Thirdly, we often measure the success of those programmes through the number of people who are engaged in them and the number of job outcomes that were achieved, but we must be more sophisticated and cleverer in how we do that. We need to look at how we measure success around the element of tackling child poverty instead of looking simply at those high-level data points.

I will bring in James Dunbar, to be followed by Morag Hannah as our final speaker.

James Dunbar

Thank you, convener. I will be brief.

I want to share what is almost a paradox. Although I hear about a lot of really good policy and I am encouraged by what I hear on policy from the Scottish Parliament, the challenge—or one of the challenges—is the consistent implementation of good policy. The paradox is that, while we need to get consistency in how policy is implemented and in the outcomes from that implementation, I would love services to be co-designed and shaped around what is different in each local authority so that we get the right outcomes. Doing the same thing in every area will not necessarily give us the same outcomes, so I would like to see all of that shaped around the individual.

Morag Hannah

Every day that passes without the kinds of interventions that we have discussed today is pushing more and more people to the brink. Now more than ever, significant reforms are needed, such as increasing the social security payments and considering the introduction of a social tariff for the energy market.

CABs deliver life-changing results. One in six people who sought advice from us last year saw a financial gain—on average, they were £4,200 better off. That money could be vital for a household for housing, employment and utilities and, at the same time, the household can access its rights in those areas.

Citizens Advice Scotland recently published good practice guidance for creditors to encourage them to foster more constructive practices that are aimed at helping people manage their finances as well as their mental wellbeing rather than punishing them for not being able to keep up to date with payments. I note that, in February this year, the mental health charity See Me found that

“59 per cent of people in Scotland said that the cost of living crisis was impacting their mental health”.

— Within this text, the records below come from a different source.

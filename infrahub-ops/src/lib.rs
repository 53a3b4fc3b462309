//! Infrahub Ops Library
//!
//! Backup and restore orchestration for Infrahub deployments running on
//! Docker Compose or Kubernetes.

pub mod archive;
pub mod config;
pub mod credentials;
pub mod env;
pub mod executor;
pub mod neo4j;
pub mod runner;
pub mod utils;

#[cfg(test)]
pub(crate) mod testing;

// Re-export commonly used types
pub use config::Config;
pub use executor::InfrahubOps;
pub use utils::errors::OpsError;
pub type Result<T> = std::result::Result<T, OpsError>;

The new CAS guidance sets out 10 key principles and invites creditors to consider what they are doing and what they could improve on in each area. A broader change that we would like to see around debt is a more sympathetic, person-centred approach that helps people in arrears and debt, with a focus on what people can afford rather than on what they owe. We would like to see a similar approach to those people who have mental health issues—obviously, those demographics include lone-parent families.

The Convener

That brings us to the end of theme 3. I say a huge thank you to you all for your evidence today. If any points remain that you have not had a chance to raise with us, you are welcome to follow up in writing. For me—and for the rest of the committee members, I am sure—our discussion has brought up more questions.

That concludes our public business for today.

10:39 Meeting continued in private until 11:20.